Wir wollen nun kurz Montaignes Haltung gegenüber dem Tod mit den Einstellungen der oben vorgestellten chinesischen Philosophen vergleichen. Was auf alle zuzutreffen scheint, ist die weltliche Orientierung. Nirgends finden sich bei ihnen Spekulationen über ein Weiterleben nach dem Tod bzw. Bestrebungen danach. Selbst Montaigne, von dem bekannt ist, dass er seinen katholischen Glauben auch in Zeiten der verheerendsten Religionskriege Frankreichs aufrecht hielt, erwähnt niemals christliche Vorstellungen vom Tod oder von einem Weiterleben im Jenseits; für ihn gelten allein die stoischen Philosophen der römischen Antike als wahre Autoritäten zu dieser Thematik. Besonders Zhuāngzi und Montaigne scheinen vieles gemeinsam zu haben: Für beide führt die Akzeptanz des Todes zu einer Befreiung im menschlichen Leben; beide betrachten Leben und Tod als etwas untrennbar Zusammengehörendes; und beide streben nach einer furchtlosen Akzeptanz des Todes. Gegenüber Zhuāngzis Furchtlosigkeit, die durch Teilhabe am kosmischen Prozess des großen Wandels herrührt und ihm das Gefühl der Einheit mit dem Universum gibt, ist Montaignes Furchtlosigkeit hingegen stoisch, ein Resultat der Charakterbildung, vor allem der Tugendhaftigkeit sowie der menschlichen Vernunft und des Willens. In dieser Hinsicht scheint Montaigne näher bei der konfuzianischen Einstellung zu sein, die die Furchtlosigkeit vor dem Tod als Teil der moralischen Festigkeit des Menschen betrachtet.

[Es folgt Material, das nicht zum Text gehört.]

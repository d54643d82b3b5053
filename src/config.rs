use std::{fs, path::Path};

use anyhow::{Context, Result, anyhow};
use serde::{Deserialize, Serialize};
use serde_json::Value;

use crate::{
    correlator::types::CorrelatorConfig,
    graders::{hybrid::HybridConfig, judge::hygiene::JudgeConfig},
    redaction::RedactionSettings,
    trace::types::{AgentInfo, TaskInfo},
};

/// Top-level pipeline configuration. Explicit and passed at
/// construction; there is no process-global configuration, so tests can
/// run fully isolated instances in parallel.
#[derive(Debug, Clone, Serialize, Deserialize)]
pub struct Config {
    pub agent: AgentInfo,
    #[serde(default, skip_serializing_if = "Option::is_none")]
    pub task: Option<TaskInfo>,
    #[serde(default)]
    pub redaction: RedactionSettings,
    #[serde(default)]
    pub judge: JudgeConfig,
    #[serde(default)]
    pub hybrid: HybridConfig,
    #[serde(default)]
    pub logging: LoggingConfig,
}

#[derive(Debug, Clone, Serialize, Deserialize)]
pub struct LoggingConfig {
    #[serde(default = "default_logging_filter")]
    pub filter: String,
}

fn default_logging_filter() -> String {
    "info".to_string()
}

impl Default for LoggingConfig {
    fn default() -> Self {
        Self {
            filter: default_logging_filter(),
        }
    }
}

impl Config {
    /// Loads a json5 config file. When the document carries a `$schema`
    /// reference, the raw value is validated against that schema before
    /// deserialization.
    pub fn load(config_path: &Path) -> Result<Self> {
        let config_content = fs::read_to_string(config_path)
            .with_context(|| format!("failed to read {}", config_path.display()))?;
        let config_value: Value = json5::from_str(&config_content)
            .with_context(|| format!("failed to parse {}", config_path.display()))?;

        if let Some(schema_ref) = config_value.get("$schema").and_then(Value::as_str) {
            let config_base = config_path.parent().unwrap_or_else(|| Path::new("."));
            let schema_path = if Path::new(schema_ref).is_absolute() {
                Path::new(schema_ref).to_path_buf()
            } else {
                config_base.join(schema_ref)
            };
            validate_against_schema(&config_value, &schema_path)?;
        }

        let config: Config = serde_json::from_value(strip_schema_key(config_value))
            .context("failed to deserialize pipeline config")?;
        Ok(config)
    }

    pub fn correlator_config(&self) -> CorrelatorConfig {
        CorrelatorConfig {
            agent_info: self.agent.clone(),
            task_info: self.task.clone(),
            run_id: None,
            redaction: self.redaction.clone(),
        }
    }
}

fn strip_schema_key(mut value: Value) -> Value {
    if let Some(map) = value.as_object_mut() {
        map.remove("$schema");
    }
    value
}

fn validate_against_schema(config_value: &Value, schema_path: &Path) -> Result<()> {
    let schema_content = fs::read_to_string(schema_path)
        .with_context(|| format!("failed to read schema {}", schema_path.display()))?;
    let schema_value: Value = serde_json::from_str(&schema_content)
        .with_context(|| format!("failed to parse schema {}", schema_path.display()))?;
    let compiled = jsonschema::JSONSchema::compile(&schema_value)
        .map_err(|err| anyhow!("invalid schema {}: {}", schema_path.display(), err))?;

    if let Err(errors) = compiled.validate(config_value) {
        let rendered: Vec<String> = errors.map(|err| err.to_string()).collect();
        return Err(anyhow!(
            "config does not match schema {}: {}",
            schema_path.display(),
            rendered.join("; ")
        ));
    }
    Ok(())
}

Sicherlich typisch chinesisch – und daher bei Montaigne nicht zu finden – ist die Philosophie des Wandels wie z. B. im yīn-yáng-Denken, welche den Menschen als Teil der großen Transformation des Universums sieht. Dieses Konzept vom konstanten Wandel aller Existenz stellt einen essentiellen Aspekt aller chinesischer Philosophien dar, nämlich der Sicht, dass der Himmel (d. h. die Natur) und der Mensch eine untrennbare Einheit bilden (auf Chinesisch: tiān rén hé yī 天人合一).


Karl-Heinz Pohl (卜松山), lehrte bis 2010 Sinologie an der Universität Tübingen und Trier. Seit 2010 ist er im Ruhestand. Seine Arbeitsgebiete umfassen chinesische Geistesgeschichte, Ethik und Ästhetik des modernen und vormodernen Chinas, interkulturelle Kommunikation und Dialog zwischen China und dem Westen.


1 Alle Zitate aus Michel Eyquem de Montaigne: Essais. Übers. Hans Stilett, Frankfurt/ M.: Eichborn, 1998.

2 Siehe dazu: Yu Yingshi, „Cong jiazhi xitong kan Zhongguo wenhua de xiandai yiyi“ (Looking at the modern significance of Chinese culture from the perspective of its value system) in Yu Yingshi, Zhongguo sixiang chuantong de xiandai quanshi (A Modern Interpretation of the Chinese Tradition of Thought), Taibei 1987, S. 46f. Siehe auch Martin Miller, Die Modernität der Tradition: zum Kulturverständnis des chinesischen Historikers Yu Yingshi, Münster 1995, S. 115.

3 Zitate aus: Kungfutse, Lun Yu. Gespräche. Übers. Richard Wilhelm. Düsseldorf/Köln: Diederichs, 1975 (mit Modifizierungen).

4 Übers. Wolfgang Bauer, China und die Hoffnung auf Glück, München 1974, S. 293.

5 Zitate aus Richard Wilhelm (Übers.), Dschuang Dsï: Das wahre Buch vom südlichen Blütenland. Düsseldorf/Köln 1972, und Victor H. Mair (Hg.), Stephan Schuhmacher (Übers.), Zhuangzi. Das klassische Buch daoistischer Weisheit. Frankfurt/M.: Wolfgang Krüger Verlag, 1998.

6 In der chinesischen Volksreligion ergibt sich später eine Mischung von hauptsächlich zwei Strömungen hinsichtlich der Vorstellungen vom Tod: nämlich das bereits erwähnte Konzept der zwei „Seelen“ (siehe oben, Fn. 3) zusammen mit der buddhistisch-karmischen Idee von Wiedergeburt.

7 Mair/ Schuhmacher, S. 251.

8 Omnem crede diem tibi diluxisse supremum,

Grate superveniet, quae non sperabitur hora.